ABSTRACT

A standard assumption about the basal ganglia is that they are implicated in the regulation of motor activity. A large literature has been devoted to their cellular properties: Neuronal types, neurotransmitters and single-cell anatomy and neurophysiology have all been extensively studied (for a recent review, see Mink, 1996). However, the functional role of these subcortical structures has been difficult to pinpoint. The anatomy of the circuitry in which the basal ganglia are embedded is well known. In essence, information originating in the neocortex passes through the basal ganglia, and returns, via the thalamus, to specific areas in the frontal lobe (Alexander,

DeLong and Strick, 1986; Alexander and Crutcher, 1990a). The neocortical input areas include various domains that subserve sensory, motor, associative and limbic functions (Parent and Hazrati, 1995a,b).
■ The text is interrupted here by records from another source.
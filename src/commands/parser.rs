//! Utterance parsing
//!
//! An utterance must start with the wake word. The remaining body is matched
//! against an ordered pattern table; the first pattern that matches and
//! yields a valid command wins. Parsing is pure, so priority order can be
//! tested without touching storage.
//!
//! - **Version**: 1.1.0
//! - **Since**: 0.5.0
//!
//! ## Changelog
//! - 1.1.0: Keep trailing punctuation of the command body
//! - 1.0.0: Wake-word gate and ordered pattern table

use regex::{Captures, Regex};
use std::sync::OnceLock;

/// Separators allowed between the wake word and the command body
const WAKE_SEPARATORS: &str = ",.:;!-";

/// A recognised command body
#[derive(Debug, Clone, PartialEq, Eq)]
pub enum Command {
    /// `remind [me] in <N> min[utes]: <message>`
    Schedule { minutes: u32, message: String },
    /// `show reminders`
    List,
    /// `delete reminder <N>` with a 1-based index into the active list
    Delete { index: usize },
    /// `help`
    Help,
    /// Anything else
    Unknown,
}

/// One entry of the pattern table
struct CommandPattern {
    regex: Regex,
    /// Returns `None` when the captures do not form a valid command
    build: fn(&Captures) -> Option<Command>,
}

fn build_schedule(caps: &Captures) -> Option<Command> {
    let minutes = caps[1].parse::<u32>().ok()?;
    let message = caps
        .get(2)
        .map(|m| m.as_str().trim().to_string())
        .unwrap_or_default();
    Some(Command::Schedule { minutes, message })
}

fn build_list(_: &Captures) -> Option<Command> {
    Some(Command::List)
}

fn build_delete(caps: &Captures) -> Option<Command> {
    let index = caps[1].parse::<usize>().ok()?;
    Some(Command::Delete { index })
}

fn build_help(_: &Captures) -> Option<Command> {
    Some(Command::Help)
}

fn patterns() -> &'static [CommandPattern] {
    static PATTERNS: OnceLock<Vec<CommandPattern>> = OnceLock::new();
    PATTERNS.get_or_init(|| {
        let table: [(&str, fn(&Captures) -> Option<Command>); 4] = [
            (
                r"(?is)remind(?:\s+me)?\s+in\s+(\d+)\s*(?:minutes|minute|mins|min|m)\b\s*[:：]?\s*(.*)$",
                build_schedule,
            ),
            (r"(?i)show\s+reminders", build_list),
            (r"(?i)(?:delete|remove)\s+reminder\s+(\d+)\b", build_delete),
            (r"(?i)^help[.!?]*$", build_help),
        ];
        table
            .into_iter()
            .map(|(pattern, build)| CommandPattern {
                regex: Regex::new(pattern).expect("command patterns are valid regexes"),
                build,
            })
            .collect()
    })
}

/// Strip a case-insensitive `wake_word` prefix and the separators after it.
///
/// Returns `None` when the trimmed utterance does not start with the wake word.
pub fn strip_wake_word<'a>(utterance: &'a str, wake_word: &str) -> Option<&'a str> {
    let text = utterance.trim();
    let mut rest = text.char_indices();
    let mut end = 0;

    for expected in wake_word.trim().chars() {
        let (pos, actual) = rest.next()?;
        if !actual.to_lowercase().eq(expected.to_lowercase()) {
            return None;
        }
        end = pos + actual.len_utf8();
    }

    let body = text[end..]
        .trim_start_matches(|c: char| c.is_whitespace() || WAKE_SEPARATORS.contains(c));
    Some(body.trim())
}

/// Match a command body against the pattern table
pub fn parse_body(body: &str) -> Command {
    let body = body.trim();
    patterns()
        .iter()
        .find_map(|pattern| {
            pattern
                .regex
                .captures(body)
                .and_then(|caps| (pattern.build)(&caps))
        })
        .unwrap_or(Command::Unknown)
}

/// Parse a full utterance; `None` means the wake word is missing
pub fn parse(utterance: &str, wake_word: &str) -> Option<Command> {
    strip_wake_word(utterance, wake_word).map(parse_body)
}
How information is modified, before and after its transit through the basal ganglia, is mostly unknown. Why this circuit utilizes two inhibitory synapses in sequence is not known either. On the basis of lesion and neurophysiological studies (DeLong and Georgopoulos, 1981; DeLong, 1990), it has been suggested that the basal ganglia are crucially involved in the control, and especially in the planning of goal-driven movements, which is consistent with the massive input they receive from frontal cortex (Parent and Hazrati, 1995a,b). The wide diversity of the sources that send information to them also suggests integrative functions.